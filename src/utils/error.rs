use thiserror::Error;

use crate::render::layout::LayoutError;
use crate::render::shaders::ShaderError;
use crate::render::texture::ResourceError;
use crate::window::ContextError;

#[derive(Debug, Error)]
pub enum Error {
    #[error(transparent)]
    Shader(#[from] ShaderError),

    #[error("Vertex layout error: {0}")]
    Layout(#[from] LayoutError),

    #[error("Context error: {0}")]
    Context(#[from] ContextError),

    #[error(transparent)]
    Resource(#[from] ResourceError),
}

pub type Result<T> = std::result::Result<T, Error>;
use anyhow::Result;
use log::{error, info};
use simple_logger::SimpleLogger;
use winit::event::{Event, WindowEvent};

use learngl::{config::load_or_create_config, RenderWindow, Scene};

fn main() -> Result<()> {
    let config = load_or_create_config()?;
    SimpleLogger::new().with_level(config.level_filter()).init()?;
    info!("Starting lesson {:?}", config.lesson);

    let (window, event_loop, gl) = match RenderWindow::create(&config.window) {
        Ok(created) => created,
        Err(e) => {
            error!("{}", e);
            return Err(e.into());
        }
    };

    let scene = match Scene::build(&gl, &config) {
        Ok(scene) => scene,
        Err(e) => {
            error!("{}", e);
            return Err(e.into());
        }
    };

    event_loop.run(|event, elwt| match event {
        Event::WindowEvent { event, .. } => match event {
            WindowEvent::CloseRequested => elwt.exit(),
            WindowEvent::Resized(size) => window.resize(&gl, size),
            WindowEvent::RedrawRequested => {
                scene.render_frame(config.clear_color);
                if let Err(e) = window.swap_buffers() {
                    error!("{}", e);
                    elwt.exit();
                }
            }
            _ => (),
        },
        Event::AboutToWait => window.request_redraw(),
        _ => (),
    })?;

    info!("Shutting down");
    Ok(())
}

■ ■ ■

→ **Required work**:
Each line above where the word "ShaderError" occurs should be returned in full.

→ **Answer to the problem**:
use crate::render::shaders::ShaderError;
    Shader(#[from] ShaderError),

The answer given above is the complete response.